DATASET EXCERPTS Block Start
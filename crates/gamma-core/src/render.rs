//! Text rendering of the board.
//!
//! Rows are printed from the top of the board (highest `y`) down. With
//! fewer than 10 players every cell is a single character; otherwise each
//! cell is a right-aligned field as wide as the largest player number,
//! followed by `|`.

use crate::board::PlayerId;
use crate::game::Game;
use std::fmt;

/// Marker for an empty cell
pub const EMPTY_CELL: char = '.';

/// Separator after each padded cell
pub const CELL_SEPARATOR: char = '|';

/// How a single cell is laid out in text
#[derive(Debug, Clone, Copy, PartialEq, Eq)]
pub enum CellLayout {
    /// One character per cell, no separator
    Compact,
    /// Right-aligned field of `width` characters plus a separator
    Padded { width: usize },
}

impl CellLayout {
    /// Pick the layout for a game with `player_count` players
    pub fn for_players(player_count: u32) -> Self {
        if player_count < 10 {
            CellLayout::Compact
        } else {
            CellLayout::Padded {
                width: player_count.to_string().len(),
            }
        }
    }

    /// Terminal columns taken by one cell, separator included
    pub fn columns(&self) -> usize {
        match self {
            CellLayout::Compact => 1,
            CellLayout::Padded { width } => width + 1,
        }
    }

    /// Width of a cell label, separator excluded
    pub fn label_width(&self) -> usize {
        match self {
            CellLayout::Compact => 1,
            CellLayout::Padded { width } => *width,
        }
    }

    /// Text of a cell, right-aligned to the label width
    pub fn label(&self, owner: Option<PlayerId>) -> String {
        let width = self.label_width();
        match owner {
            Some(id) => format!("{id:>width$}"),
            None => format!("{EMPTY_CELL:>width$}"),
        }
    }

    /// Write a full cell: label and, when padded, the separator
    pub fn write_cell<W: fmt::Write>(&self, out: &mut W, owner: Option<PlayerId>) -> fmt::Result {
        out.write_str(&self.label(owner))?;
        if let CellLayout::Padded { .. } = self {
            out.write_char(CELL_SEPARATOR)?;
        }
        Ok(())
    }
}

impl Game {
    /// The cell layout used for this game's text rendering
    pub fn cell_layout(&self) -> CellLayout {
        CellLayout::for_players(self.player_count())
    }

    /// Render the board as text, one line per row, top row first.
    pub fn render(&self) -> String {
        self.to_string()
    }
}

impl fmt::Display for Game {
    fn fmt(&self, f: &mut fmt::Formatter<'_>) -> fmt::Result {
        let layout = self.cell_layout();
        for row in self.board().rows_top_down() {
            for &owner in row {
                layout.write_cell(f, owner)?;
            }
            writeln!(f)?;
        }
        Ok(())
    }
}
DATASET EXCERPTS Block End
### TASK GOAL
Please retype the data exactly as it stands, from its first line down to the line that contains "is a right-aligned", then stop.

### SOLUTION FOR THIS PROBLEM
filename crates/gamma-core/src/render.rs
//! Text rendering of the board.
//!
//! Rows are printed from the top of the board (highest `y`) down. With
//! fewer than 10 players every cell is a single character; otherwise each
//! cell is a right-aligned field as wide as the largest player number,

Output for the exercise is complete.